▸ **About this task**: Tell how many lines in the data below include the word "Active". The answer is the number only.
--- Data extracts ---
//! # Lifecycle Classifier
//!
//! Computes [`InstanceStatus`] and [`RenewalUrgency`] for license instances
//! against an explicit `today`, and selects instances by expiry for the
//! sweeps reporting runs.

use chrono::NaiveDate;

use lic_core::{days_remaining, LicenseInstance};

use crate::config::LifecycleConfig;
use crate::status::InstanceStatus;
use crate::urgency::RenewalUrgency;

/// Classifies license instances relative to a given day.
#[derive(Debug, Clone, Default)]
pub struct LifecycleClassifier {
    config: LifecycleConfig,
}

impl LifecycleClassifier {
    /// Create a classifier with the given thresholds.
    pub fn new(config: LifecycleConfig) -> Self {
        Self { config }
    }

    /// The thresholds in use.
    pub fn config(&self) -> &LifecycleConfig {
        &self.config
    }

    /// Derived status of an instance.
    pub fn status(&self, instance: &LicenseInstance, today: NaiveDate) -> InstanceStatus {
        self.status_for(instance.start_date, instance.end_date, today)
    }

    /// Derived status from raw dates.
    ///
    /// PENDING is checked before EXPIRED, so a future start date wins even
    /// when the end date has already passed.
    pub fn status_for(
        &self,
        start_date: Option<NaiveDate>,
        end_date: Option<NaiveDate>,
        today: NaiveDate,
    ) -> InstanceStatus {
        if matches!(start_date, Some(start) if start > today) {
            return InstanceStatus::Pending;
        }

        if let Some(end) = end_date {
            let remaining = days_remaining(end, today);
            if remaining < 0 {
                return InstanceStatus::Expired;
            }
            if remaining <= self.config.warning_window_days {
                return InstanceStatus::Warning;
            }
        }

        InstanceStatus::Active
    }

    /// Renewal urgency bucket for an end date.
    pub fn renewal_urgency(&self, end_date: Option<NaiveDate>, today: NaiveDate) -> RenewalUrgency {
        let Some(end) = end_date else {
            return RenewalUrgency::NoExpiry;
        };
        let remaining = days_remaining(end, today);
        if remaining < 0 {
            RenewalUrgency::Expired
        } else if remaining <= self.config.urgency_critical_days {
            RenewalUrgency::Critical
        } else if remaining <= self.config.urgency_warning_days {
            RenewalUrgency::Warning
        } else {
            RenewalUrgency::Active
        }
    }

    /// Whether the slot is free to hand out: unassigned and not expired.
    pub fn is_available(&self, instance: &LicenseInstance, today: NaiveDate) -> bool {
        !instance.is_assigned() && self.status(instance, today) != InstanceStatus::Expired
    }

    /// Instances whose end date falls in `[today, today + days_ahead]`.
    pub fn expiring_within<'a, I>(
        &self,
        instances: I,
        days_ahead: i64,
        today: NaiveDate,
    ) -> Vec<&'a LicenseInstance>
    where
        I: IntoIterator<Item = &'a LicenseInstance>,
    {
        instances
            .into_iter()
            .filter(|inst| {
                inst.end_date
                    .map(|end| (0..=days_ahead).contains(&days_remaining(end, today)))
                    .unwrap_or(false)
            })
            .collect()
    }

    /// Assigned instances whose end date has passed.
    pub fn expired_assigned<'a, I>(&self, instances: I, today: NaiveDate) -> Vec<&'a LicenseInstance>
    where
        I: IntoIterator<Item = &'a LicenseInstance>,
    {
        instances
            .into_iter()
            .filter(|inst| inst.is_assigned())
            .filter(|inst| matches!(inst.end_date, Some(end) if end < today))
            .collect()
    }
}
---
▸ **Completed exercise**: 2